- PROMPT:
For each line below that includes the string "unyaw", show the whole line.
Segment Start: RECORDS SHOWN
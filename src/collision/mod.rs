//! Sphere versus oriented cuboid collision.
//!
//! # Algorithms
//!
//! Both resolvers walk the faces in fixed priority order
//! (Front, Right, Top, Left, Bottom, Back) and stop at the first face whose
//! supporting plane is crossed, within its bounds, by the segment joining
//! the sphere center and the cuboid center.
//!
//! - [`local`] works in the cuboid's local frame, where each face is an
//!   axis-aligned rectangle and containment is exact.
//! - [`legacy`] works in world space on explicit quad corners and tests
//!   containment against the quad's axis-aligned bounds, which is only exact
//!   for an unrotated cuboid. It is kept to compare outputs against.

mod face;
pub mod legacy;
pub mod local;

use glam::{DMat3, DVec3};

use crate::config::{CollisionConfig, ContactFrame};
use crate::cuboid::Cuboid;
use crate::GeometryError;

pub use face::Face;
pub use legacy::{legacy_face_quads, sphere_collision_legacy};
pub use local::sphere_collision;

/// A sphere probing the cuboid.
#[derive(Debug, Clone, Copy, PartialEq)]
pub struct Sphere {
    center: DVec3,
    radius: f64,
}

impl Sphere {
    /// Create a sphere. The radius must be finite and non-negative.
    pub fn new(center: DVec3, radius: f64) -> Result<Self, GeometryError> {
        Ok(Self {
            center,
            radius: validate_radius(radius)?,
        })
    }

    /// A zero-radius sphere.
    pub fn point(center: DVec3) -> Self {
        Self {
            center,
            radius: 0.0,
        }
    }

    pub fn center(&self) -> DVec3 {
        self.center
    }

    pub fn radius(&self) -> f64 {
        self.radius
    }

    pub fn set_center(&mut self, center: DVec3) {
        self.center = center;
    }

    /// Set the radius. On error the previous radius is kept.
    pub fn set_radius(&mut self, radius: f64) -> Result<(), GeometryError> {
        self.radius = validate_radius(radius)?;
        Ok(())
    }
}

fn validate_radius(radius: f64) -> Result<f64, GeometryError> {
    if radius.is_finite() && radius >= 0.0 {
        Ok(radius)
    } else {
        Err(GeometryError::InvalidRadius(radius))
    }
}

/// Outcome of a sphere/cuboid query.
#[derive(Debug, Clone, Copy, PartialEq)]
pub struct CollisionResult {
    /// Struck face, or `None` when the sphere center is inside the cuboid.
    pub face: Option<Face>,
    /// Gap between the sphere surface and the struck face. 0.0 means touching
    /// or overlapping.
    pub miss_distance: f64,
    /// Where the center-to-center segment crosses the struck face, in output
    /// space. The sphere center when no face was struck.
    pub point_of_contact: DVec3,
}

impl CollisionResult {
    pub(crate) fn hit(face: Face, miss_distance: f64, point_of_contact: DVec3) -> Self {
        Self {
            face: Some(face),
            miss_distance,
            point_of_contact,
        }
    }

    pub(crate) fn inside(sphere_center: DVec3) -> Self {
        Self {
            face: None,
            miss_distance: 0.0,
            point_of_contact: sphere_center,
        }
    }

    /// Face number 1..=6, or -1 when no face was struck.
    pub fn face_index(&self) -> i32 {
        self.face.map_or(-1, Face::index)
    }

    /// True when the sphere touches or overlaps the cuboid.
    pub fn is_colliding(&self) -> bool {
        self.miss_distance == 0.0
    }
}

impl std::fmt::Display for CollisionResult {
    fn fmt(&self, f: &mut std::fmt::Formatter<'_>) -> std::fmt::Result {
        let name = self.face.map_or("None", Face::name);
        let p = self.point_of_contact;
        writeln!(f, "Face: {} ({})", name, self.face_index())?;
        writeln!(f, "Miss Distance (m): {:.6}", self.miss_distance)?;
        write!(f, "Point on Face: ({:.6}, {:.6}, {:.6})", p.x, p.y, p.z)
    }
}

/// Results of both resolvers for the same query.
#[derive(Debug, Clone, Copy, PartialEq)]
pub struct Comparison {
    pub legacy: CollisionResult,
    pub current: CollisionResult,
}

impl Comparison {
    /// True if both resolvers report the same face, and miss distances and
    /// points of contact within `tolerance` of each other.
    pub fn agrees(&self, tolerance: f64) -> bool {
        self.legacy.face == self.current.face
            && (self.legacy.miss_distance - self.current.miss_distance).abs() <= tolerance
            && self
                .legacy
                .point_of_contact
                .distance(self.current.point_of_contact)
                <= tolerance
    }
}

impl std::fmt::Display for Comparison {
    fn fmt(&self, f: &mut std::fmt::Formatter<'_>) -> std::fmt::Result {
        writeln!(f, "Results (Old)")?;
        writeln!(f, "{}", self.legacy)?;
        writeln!(f, "Results (New)")?;
        write!(f, "{}", self.current)
    }
}

/// Run the legacy and current resolvers on the same query.
pub fn compare(cuboid: &Cuboid, sphere: &Sphere, config: &CollisionConfig) -> Comparison {
    Comparison {
        legacy: sphere_collision_legacy(cuboid, sphere, config),
        current: sphere_collision(cuboid, sphere, config),
    }
}

/// The four corners of `face` in output space, or four zero vectors for `None`.
pub fn face_corners(cuboid: &Cuboid, face: Option<Face>, frame: ContactFrame) -> [DVec3; 4] {
    let Some(face) = face else {
        return [DVec3::ZERO; 4];
    };
    face.descriptor()
        .local_corners(cuboid.half_extents())
        .map(|corner| to_output(cuboid, corner, frame))
}

/// Gap left after subtracting the radius; values under `epsilon` snap to 0.0.
#[inline]
pub(crate) fn miss_distance(center_to_face: f64, radius: f64, epsilon: f64) -> f64 {
    let gap = center_to_face - radius;
    if gap < epsilon {
        0.0
    } else {
        gap
    }
}

/// Express a local-frame point in output space.
pub(crate) fn to_output(cuboid: &Cuboid, local: DVec3, frame: ContactFrame) -> DVec3 {
    match frame {
        ContactFrame::Full => cuboid.to_world(local),
        ContactFrame::YawOnly => {
            let unyaw = DMat3::from_rotation_z(-cuboid.heading_degrees().to_radians());
            unyaw * (local + cuboid.position())
        }
    }
}

impl Cuboid {
    /// Current resolver with default configuration.
    pub fn sphere_collision(&self, sphere: &Sphere) -> CollisionResult {
        sphere_collision(self, sphere, &CollisionConfig::default())
    }

    /// Current resolver with explicit configuration.
    pub fn sphere_collision_with(
        &self,
        sphere: &Sphere,
        config: &CollisionConfig,
    ) -> CollisionResult {
        sphere_collision(self, sphere, config)
    }

    /// Legacy resolver with default configuration.
    pub fn sphere_collision_legacy(&self, sphere: &Sphere) -> CollisionResult {
        sphere_collision_legacy(self, sphere, &CollisionConfig::default())
    }

    /// Corners of `face` in the default output frame.
    pub fn face_corners(&self, face: Option<Face>) -> [DVec3; 4] {
        face_corners(self, face, ContactFrame::default())
    }

    /// Corners of `face` in the given output frame.
    pub fn face_corners_in(&self, face: Option<Face>, frame: ContactFrame) -> [DVec3; 4] {
        face_corners(self, face, frame)
    }
}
Segment End: RECORDS SHOWN
- EXERCISE SOLUTION:
            let unyaw = DMat3::from_rotation_z(-cuboid.heading_degrees().to_radians());
            unyaw * (local + cuboid.position())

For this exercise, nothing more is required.